Transcranial magnetic stimulation to understand pathophysiology and as potential treatment for neurodegenerative diseases

Zhen Ni, Robert Chen

Common neurodegenerative diseases include Parkinson's disease (PD), Alzheimer's disease (AD), amyotrophic lateral sclerosis (ALS) and Huntington's disease (HD). Transcranial magnetic stimulation (TMS) is a noninvasive and painless method to stimulate the human brain. Single- and paired-pulse TMS paradigms are powerful ways to study the pathophysiological mechanisms of neurodegenerative diseases. Motor evoked potential studied with single-pulse TMS is increased in PD, AD and ALS, but is decreased in HD. Changes in motor cortical excitability in neurodegenerative diseases may be related to functional deficits in cortical circuits or to compensatory mechanisms. Reduction or even absence of short interval intracortical inhibition induced by paired-pulse TMS is common in neurodegenerative diseases, suggesting that there are functional impairments of inhibitory cortical circuits. Decreased short latency afferent inhibition in AD, PD and HD may be related to the cortical cholinergic deficits in these conditions.

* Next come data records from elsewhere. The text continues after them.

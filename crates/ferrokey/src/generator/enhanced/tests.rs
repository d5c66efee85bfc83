use crate::{
    EnhancedTableGenerator, Error, H2Dialect, IdentifierGenerator, IdentifierType,
    IdentifierValue, IntegralDataTypeHolder, MemoryDatabase, Optimizer, OptimizerKind,
    PersistentIdentifierGenerator, Properties, Record, params,
};

use super::table::{INCREMENT_PARAM, OPTIMIZER_PARAM, SEGMENT_VALUE_PARAM};

/// A value source replaying `values`, counting calls.
struct Replay {
    values: Vec<i64>,
    calls: usize,
}

impl Replay {
    fn new(values: &[i64]) -> Self {
        Self {
            values: values.to_vec(),
            calls: 0,
        }
    }

    fn next(&mut self) -> crate::Result<IntegralDataTypeHolder> {
        let value = *self
            .values
            .get(self.calls)
            .ok_or_else(|| Error::generation("replay exhausted"))?;
        self.calls += 1;
        let mut holder = IntegralDataTypeHolder::new(IdentifierType::Long)?;
        holder.initialize(value);
        Ok(holder)
    }
}

fn dispense(optimizer: &Optimizer, replay: &mut Replay, count: usize) -> Vec<i64> {
    (0..count)
        .map(|_| {
            optimizer
                .generate(&mut || replay.next())
                .unwrap()
                .as_i64()
                .unwrap()
        })
        .collect()
}

#[test]
fn optimizer_names_round_trip() {
    for kind in [
        OptimizerKind::None,
        OptimizerKind::HiLo,
        OptimizerKind::Pooled,
        OptimizerKind::PooledLo,
    ] {
        assert_eq!(kind.name().parse::<OptimizerKind>().unwrap(), kind);
    }
    let err = "legacy".parse::<OptimizerKind>().unwrap_err();
    assert_eq!(err.to_string(), "unknown optimizer strategy [legacy]");
}

#[test]
fn bucketing_optimizers_need_a_positive_increment() {
    let err = Optimizer::new(OptimizerKind::Pooled, IdentifierType::Long, 0, -1).unwrap_err();
    assert!(err.is_mapping());
    assert_eq!(err.to_string(), "increment size cannot be less than 1, was 0");
    assert!(Optimizer::new(OptimizerKind::None, IdentifierType::Long, 0, -1).is_ok());
    assert!(Optimizer::new(OptimizerKind::HiLo, IdentifierType::String, 10, -1).is_err());
}

#[test]
fn only_pooled_optimizers_advance_sources_by_increment() {
    let applies = |kind| {
        Optimizer::new(kind, IdentifierType::Long, 10, -1)
            .unwrap()
            .applies_increment_size_to_source_values()
    };
    assert!(!applies(OptimizerKind::None));
    assert!(!applies(OptimizerKind::HiLo));
    assert!(applies(OptimizerKind::Pooled));
    assert!(applies(OptimizerKind::PooledLo));
}

#[test]
fn no_op_optimizer_skips_non_positive_values() {
    let optimizer = Optimizer::new(OptimizerKind::None, IdentifierType::Long, 1, -1).unwrap();
    let mut replay = Replay::new(&[-1, 0, 1, 2]);
    assert_eq!(dispense(&optimizer, &mut replay, 2), vec![1, 2]);
    assert_eq!(replay.calls, 4);
    assert!(optimizer.last_source_value().unwrap().eq(2).unwrap());
}

#[test]
fn hilo_optimizer_buckets_source_values() {
    let optimizer = Optimizer::new(OptimizerKind::HiLo, IdentifierType::Long, 10, -1).unwrap();
    let mut replay = Replay::new(&[1, 2]);
    let ids = dispense(&optimizer, &mut replay, 11);
    assert_eq!(ids, (1..=11).collect::<Vec<_>>());
    assert_eq!(replay.calls, 2);
}

#[test]
fn hilo_optimizer_skips_a_zero_source() {
    let optimizer = Optimizer::new(OptimizerKind::HiLo, IdentifierType::Long, 5, -1).unwrap();
    let mut replay = Replay::new(&[0, 1]);
    assert_eq!(dispense(&optimizer, &mut replay, 2), vec![1, 2]);
}

#[test]
fn pooled_optimizer_reads_twice_for_the_initial_value() {
    let optimizer = Optimizer::new(OptimizerKind::Pooled, IdentifierType::Long, 10, 1).unwrap();
    let mut replay = Replay::new(&[1, 11, 21]);
    let ids = dispense(&optimizer, &mut replay, 12);
    assert_eq!(ids, (1..=12).collect::<Vec<_>>());
    assert_eq!(replay.calls, 3);
    assert!(optimizer.last_source_value().unwrap().eq(21).unwrap());
}

#[test]
fn pooled_optimizer_treats_later_values_as_upper_bounds() {
    let optimizer = Optimizer::new(OptimizerKind::Pooled, IdentifierType::Long, 10, 1).unwrap();
    let mut replay = Replay::new(&[31, 41]);
    let ids = dispense(&optimizer, &mut replay, 11);
    assert_eq!(ids, (22..=32).collect::<Vec<_>>());
    assert_eq!(replay.calls, 2);
}

#[test]
fn pooled_lo_optimizer_treats_values_as_lower_bounds() {
    let optimizer = Optimizer::new(OptimizerKind::PooledLo, IdentifierType::Long, 10, -1).unwrap();
    let mut replay = Replay::new(&[1, 11]);
    let ids = dispense(&optimizer, &mut replay, 11);
    assert_eq!(ids, (1..=11).collect::<Vec<_>>());
    assert_eq!(replay.calls, 2);
}

#[test]
fn optimizer_propagates_source_errors() {
    let optimizer = Optimizer::new(OptimizerKind::HiLo, IdentifierType::Long, 10, -1).unwrap();
    let mut replay = Replay::new(&[]);
    assert!(optimizer.generate(&mut || replay.next()).is_err());
}

fn enhanced(props: Properties) -> (MemoryDatabase, EnhancedTableGenerator) {
    let mut generator = EnhancedTableGenerator::new();
    generator
        .configure(IdentifierType::Long, &props, &H2Dialect)
        .unwrap();
    let db = MemoryDatabase::new();
    db.execute_script(&generator.sql_create_strings(&H2Dialect).unwrap())
        .unwrap();
    (db, generator)
}

fn next(generator: &EnhancedTableGenerator, db: &MemoryDatabase) -> i64 {
    generator
        .generate(&db.session(), &Record::new("Item"))
        .unwrap()
        .into_value()
        .and_then(|v| v.as_i64())
        .unwrap()
}

#[test]
fn enhanced_table_defaults() {
    let (_, generator) = enhanced(Properties::new());
    assert_eq!(generator.table_name(), "hibernate_sequences");
    assert_eq!(generator.segment_column_name(), "sequence_name");
    assert_eq!(generator.segment_value(), "default");
    assert_eq!(generator.value_column_name(), "next_val");
    assert_eq!(generator.initial_value(), 1);
    assert_eq!(generator.increment_size(), 1);
    assert_eq!(
        generator.optimizer().map(Optimizer::kind),
        Some(OptimizerKind::None)
    );
    assert_eq!(
        generator.sql_create_strings(&H2Dialect).unwrap(),
        vec![
            "create table hibernate_sequences ( sequence_name varchar(255) not null, next_val bigint, primary key ( sequence_name ) )"
                .to_owned()
        ]
    );
}

#[test]
fn enhanced_table_without_optimizer_hits_the_table_each_time() {
    let (db, generator) = enhanced(Properties::new());
    assert_eq!((0..3).map(|_| next(&generator, &db)).collect::<Vec<_>>(), vec![1, 2, 3]);
    assert_eq!(generator.table_access_count(), 3);
}

#[test]
fn enhanced_table_pools_values() {
    let (db, generator) = enhanced(Properties::new().with(INCREMENT_PARAM, "10"));
    assert_eq!(
        generator.optimizer().map(Optimizer::kind),
        Some(OptimizerKind::Pooled)
    );
    let ids: Vec<i64> = (0..12).map(|_| next(&generator, &db)).collect();
    assert_eq!(ids, (1..=12).collect::<Vec<_>>());
    assert_eq!(generator.table_access_count(), 3);

    let rows = db.table_rows("hibernate_sequences").unwrap();
    assert_eq!(rows.len(), 1);
    assert_eq!(rows[0].get(1).and_then(|v| v.as_i128()), Some(31));
}

#[test]
fn enhanced_table_prefers_pooled_lo_when_asked() {
    let (db, generator) = enhanced(
        Properties::new()
            .with(INCREMENT_PARAM, "5")
            .with(super::table::PREFER_POOLED_LO_PARAM, "true"),
    );
    assert_eq!(
        generator.optimizer().map(Optimizer::kind),
        Some(OptimizerKind::PooledLo)
    );
    let ids: Vec<i64> = (0..6).map(|_| next(&generator, &db)).collect();
    assert_eq!(ids, (1..=6).collect::<Vec<_>>());
    assert_eq!(generator.table_access_count(), 2);
}

#[test]
fn enhanced_table_segments_share_a_table() {
    let (db, orders) = enhanced(Properties::new().with(SEGMENT_VALUE_PARAM, "orders"));
    let mut items = EnhancedTableGenerator::new();
    items
        .configure(
            IdentifierType::Long,
            &Properties::new()
                .with(super::table::PREFER_SEGMENT_PER_ENTITY_PARAM, "true")
                .with(params::TARGET_TABLE, "items"),
            &H2Dialect,
        )
        .unwrap();
    assert_eq!(items.segment_value(), "items");
    assert_eq!(orders.generator_key(), items.generator_key());

    assert_eq!(next(&orders, &db), 1);
    assert_eq!(next(&orders, &db), 2);
    assert_eq!(next(&items, &db), 1);
    assert_eq!(db.table_rows("hibernate_sequences").unwrap().len(), 2);
}

#[test]
fn enhanced_table_honours_an_explicit_optimizer() {
    let (db, generator) = enhanced(
        Properties::new()
            .with(INCREMENT_PARAM, "10")
            .with(OPTIMIZER_PARAM, "hilo"),
    );
    let ids: Vec<i64> = (0..3).map(|_| next(&generator, &db)).collect();
    assert_eq!(ids, vec![1, 2, 3]);
    assert_eq!(generator.table_access_count(), 1);
}

#[test]
fn enhanced_table_rejects_unknown_optimizers() {
    let mut generator = EnhancedTableGenerator::new();
    let err = generator
        .configure(
            IdentifierType::Long,
            &Properties::new().with(OPTIMIZER_PARAM, "legacy"),
            &H2Dialect,
        )
        .unwrap_err();
    assert!(err.is_mapping());
}

#[test]
fn enhanced_table_produces_narrow_types() {
    let mut generator = EnhancedTableGenerator::new();
    generator
        .configure(IdentifierType::Integer, &Properties::new(), &H2Dialect)
        .unwrap();
    let db = MemoryDatabase::new();
    db.execute_script(&generator.sql_create_strings(&H2Dialect).unwrap())
        .unwrap();
    assert_eq!(
        generator
            .generate(&db.session(), &Record::new("Item"))
            .unwrap()
            .into_value(),
        Some(IdentifierValue::Integer(1))
    );
}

Cortical plasticity tested by paired associative stimulation or theta burst stimulation is impaired in PD, AD and HD. Repetitive TMS (rTMS) refers to the application of trains of regularly repeating TMS pulses. High-frequency facilitatory rTMS may improve motor symptoms in PD patients whereas low-frequency inhibitory stimulation is a potential treatment for levodopa induced dyskinesia. rTMS delivered both to the left and right dorsolateral prefrontal cortex improves memory in AD patients. Supplementary motor cortical stimulation in low frequency may be useful for HD patients. However, the effects of treatment with multiple sessions of rTMS for neurodegenerative diseases need to be tested in large, sham-controlled studies in the future before they can be adopted for routine clinical practice.